(Dataset entries)
::::::::::

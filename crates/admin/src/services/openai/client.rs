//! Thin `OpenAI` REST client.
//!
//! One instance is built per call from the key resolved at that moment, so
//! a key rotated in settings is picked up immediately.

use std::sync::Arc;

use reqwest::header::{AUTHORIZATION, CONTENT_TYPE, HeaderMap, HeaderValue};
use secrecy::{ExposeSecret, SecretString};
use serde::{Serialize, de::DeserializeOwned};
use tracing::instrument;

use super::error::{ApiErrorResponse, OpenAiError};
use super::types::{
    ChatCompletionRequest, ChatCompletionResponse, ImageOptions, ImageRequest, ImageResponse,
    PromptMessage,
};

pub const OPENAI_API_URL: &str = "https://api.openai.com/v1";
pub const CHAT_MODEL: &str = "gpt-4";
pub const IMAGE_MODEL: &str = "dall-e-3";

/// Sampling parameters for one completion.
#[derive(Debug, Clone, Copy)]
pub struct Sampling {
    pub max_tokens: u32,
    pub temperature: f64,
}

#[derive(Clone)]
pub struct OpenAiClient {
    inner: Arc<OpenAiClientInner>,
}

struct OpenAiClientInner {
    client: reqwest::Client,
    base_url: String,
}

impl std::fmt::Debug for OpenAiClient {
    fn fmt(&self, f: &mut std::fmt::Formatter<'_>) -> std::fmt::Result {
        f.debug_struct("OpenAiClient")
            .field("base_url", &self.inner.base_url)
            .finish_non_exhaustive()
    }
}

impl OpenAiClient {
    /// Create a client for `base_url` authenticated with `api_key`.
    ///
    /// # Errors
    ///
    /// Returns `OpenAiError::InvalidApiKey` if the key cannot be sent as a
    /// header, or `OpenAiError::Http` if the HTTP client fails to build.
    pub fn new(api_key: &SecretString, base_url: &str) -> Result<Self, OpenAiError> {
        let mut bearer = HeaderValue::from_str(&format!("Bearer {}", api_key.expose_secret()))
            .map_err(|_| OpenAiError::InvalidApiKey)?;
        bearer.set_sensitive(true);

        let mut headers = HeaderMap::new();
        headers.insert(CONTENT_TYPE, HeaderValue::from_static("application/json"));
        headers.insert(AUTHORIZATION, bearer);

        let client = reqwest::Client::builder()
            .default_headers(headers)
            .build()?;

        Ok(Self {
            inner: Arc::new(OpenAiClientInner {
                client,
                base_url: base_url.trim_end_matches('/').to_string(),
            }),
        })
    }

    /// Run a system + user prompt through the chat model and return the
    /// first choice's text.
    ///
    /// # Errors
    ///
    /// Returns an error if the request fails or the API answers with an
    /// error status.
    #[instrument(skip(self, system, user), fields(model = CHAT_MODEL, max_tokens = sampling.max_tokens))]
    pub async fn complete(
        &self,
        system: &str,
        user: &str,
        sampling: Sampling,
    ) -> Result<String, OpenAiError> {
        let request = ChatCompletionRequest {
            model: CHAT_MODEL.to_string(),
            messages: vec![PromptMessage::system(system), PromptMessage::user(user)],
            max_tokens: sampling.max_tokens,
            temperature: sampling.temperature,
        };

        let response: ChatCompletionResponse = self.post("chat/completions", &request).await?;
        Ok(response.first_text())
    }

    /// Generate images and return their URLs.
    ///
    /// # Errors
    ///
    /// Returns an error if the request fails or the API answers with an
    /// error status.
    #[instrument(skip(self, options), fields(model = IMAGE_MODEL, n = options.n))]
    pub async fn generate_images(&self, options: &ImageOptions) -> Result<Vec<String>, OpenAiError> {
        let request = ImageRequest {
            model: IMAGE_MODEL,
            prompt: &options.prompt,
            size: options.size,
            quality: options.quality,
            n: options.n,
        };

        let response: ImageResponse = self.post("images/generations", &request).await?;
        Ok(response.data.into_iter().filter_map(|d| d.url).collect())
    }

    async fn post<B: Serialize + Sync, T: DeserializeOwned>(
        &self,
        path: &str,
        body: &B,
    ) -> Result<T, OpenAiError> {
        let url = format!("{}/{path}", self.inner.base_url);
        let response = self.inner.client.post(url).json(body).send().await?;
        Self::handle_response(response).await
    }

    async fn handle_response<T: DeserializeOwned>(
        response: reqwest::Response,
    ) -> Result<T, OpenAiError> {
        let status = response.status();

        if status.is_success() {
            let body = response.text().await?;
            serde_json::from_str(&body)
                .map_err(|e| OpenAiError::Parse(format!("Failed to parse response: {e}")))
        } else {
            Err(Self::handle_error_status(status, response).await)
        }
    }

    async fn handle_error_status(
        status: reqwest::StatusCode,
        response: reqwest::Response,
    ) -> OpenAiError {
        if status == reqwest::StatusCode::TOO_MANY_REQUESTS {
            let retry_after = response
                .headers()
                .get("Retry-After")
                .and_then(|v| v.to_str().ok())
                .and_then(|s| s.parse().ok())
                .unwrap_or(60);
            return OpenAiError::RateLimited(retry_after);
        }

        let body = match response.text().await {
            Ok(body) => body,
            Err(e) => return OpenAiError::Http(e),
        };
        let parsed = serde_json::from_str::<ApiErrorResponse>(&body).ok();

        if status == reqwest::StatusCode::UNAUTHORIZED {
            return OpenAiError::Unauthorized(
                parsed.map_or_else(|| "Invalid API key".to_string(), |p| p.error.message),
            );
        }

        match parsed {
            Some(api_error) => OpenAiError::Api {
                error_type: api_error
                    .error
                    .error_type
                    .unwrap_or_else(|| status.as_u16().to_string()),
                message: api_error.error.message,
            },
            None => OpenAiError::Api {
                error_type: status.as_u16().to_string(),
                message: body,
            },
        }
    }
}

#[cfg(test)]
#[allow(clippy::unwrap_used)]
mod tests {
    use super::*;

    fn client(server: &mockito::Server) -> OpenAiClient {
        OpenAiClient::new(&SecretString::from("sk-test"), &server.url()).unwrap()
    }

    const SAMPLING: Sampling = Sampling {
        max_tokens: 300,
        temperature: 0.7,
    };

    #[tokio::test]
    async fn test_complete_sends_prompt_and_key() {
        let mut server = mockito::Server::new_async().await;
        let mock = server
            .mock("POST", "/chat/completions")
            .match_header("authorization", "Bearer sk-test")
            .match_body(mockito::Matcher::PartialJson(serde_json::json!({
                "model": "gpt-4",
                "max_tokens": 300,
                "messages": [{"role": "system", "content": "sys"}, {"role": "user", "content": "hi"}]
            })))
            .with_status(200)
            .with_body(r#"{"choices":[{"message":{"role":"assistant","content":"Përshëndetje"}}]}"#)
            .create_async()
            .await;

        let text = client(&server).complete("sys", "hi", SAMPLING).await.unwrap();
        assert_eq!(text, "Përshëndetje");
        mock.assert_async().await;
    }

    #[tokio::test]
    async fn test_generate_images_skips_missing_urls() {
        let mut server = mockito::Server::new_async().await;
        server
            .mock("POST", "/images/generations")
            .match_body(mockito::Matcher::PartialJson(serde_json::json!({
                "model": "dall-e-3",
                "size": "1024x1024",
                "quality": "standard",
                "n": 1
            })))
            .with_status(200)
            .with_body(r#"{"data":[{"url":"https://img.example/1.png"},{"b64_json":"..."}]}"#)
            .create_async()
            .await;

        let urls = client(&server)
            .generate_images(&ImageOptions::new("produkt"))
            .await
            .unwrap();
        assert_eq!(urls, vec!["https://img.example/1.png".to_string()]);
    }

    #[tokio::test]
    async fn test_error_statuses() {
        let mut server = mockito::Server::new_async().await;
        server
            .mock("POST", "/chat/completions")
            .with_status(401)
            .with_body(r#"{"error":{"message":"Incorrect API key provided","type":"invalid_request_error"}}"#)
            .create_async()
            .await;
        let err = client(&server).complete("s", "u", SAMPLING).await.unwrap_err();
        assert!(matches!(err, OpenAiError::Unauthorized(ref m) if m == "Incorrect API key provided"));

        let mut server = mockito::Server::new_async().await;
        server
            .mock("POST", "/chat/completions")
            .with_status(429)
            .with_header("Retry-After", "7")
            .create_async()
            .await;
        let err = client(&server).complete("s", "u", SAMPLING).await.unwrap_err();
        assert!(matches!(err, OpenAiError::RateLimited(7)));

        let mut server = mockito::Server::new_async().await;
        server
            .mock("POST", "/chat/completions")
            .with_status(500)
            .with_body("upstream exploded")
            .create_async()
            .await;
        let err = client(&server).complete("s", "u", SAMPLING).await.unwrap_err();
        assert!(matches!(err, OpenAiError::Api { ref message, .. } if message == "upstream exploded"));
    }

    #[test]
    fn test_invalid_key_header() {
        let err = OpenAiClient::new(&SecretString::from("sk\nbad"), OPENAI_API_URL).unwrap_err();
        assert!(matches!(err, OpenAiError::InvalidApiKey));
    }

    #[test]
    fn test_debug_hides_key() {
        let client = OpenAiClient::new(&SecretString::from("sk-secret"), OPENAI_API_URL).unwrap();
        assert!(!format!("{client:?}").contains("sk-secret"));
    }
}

::::::::::

WHAT TO DO ▸ Copy out every line from the data above that has "quality" in it.

RESULT OF THIS TASK ▸
            quality: options.quality,
                "quality": "standard",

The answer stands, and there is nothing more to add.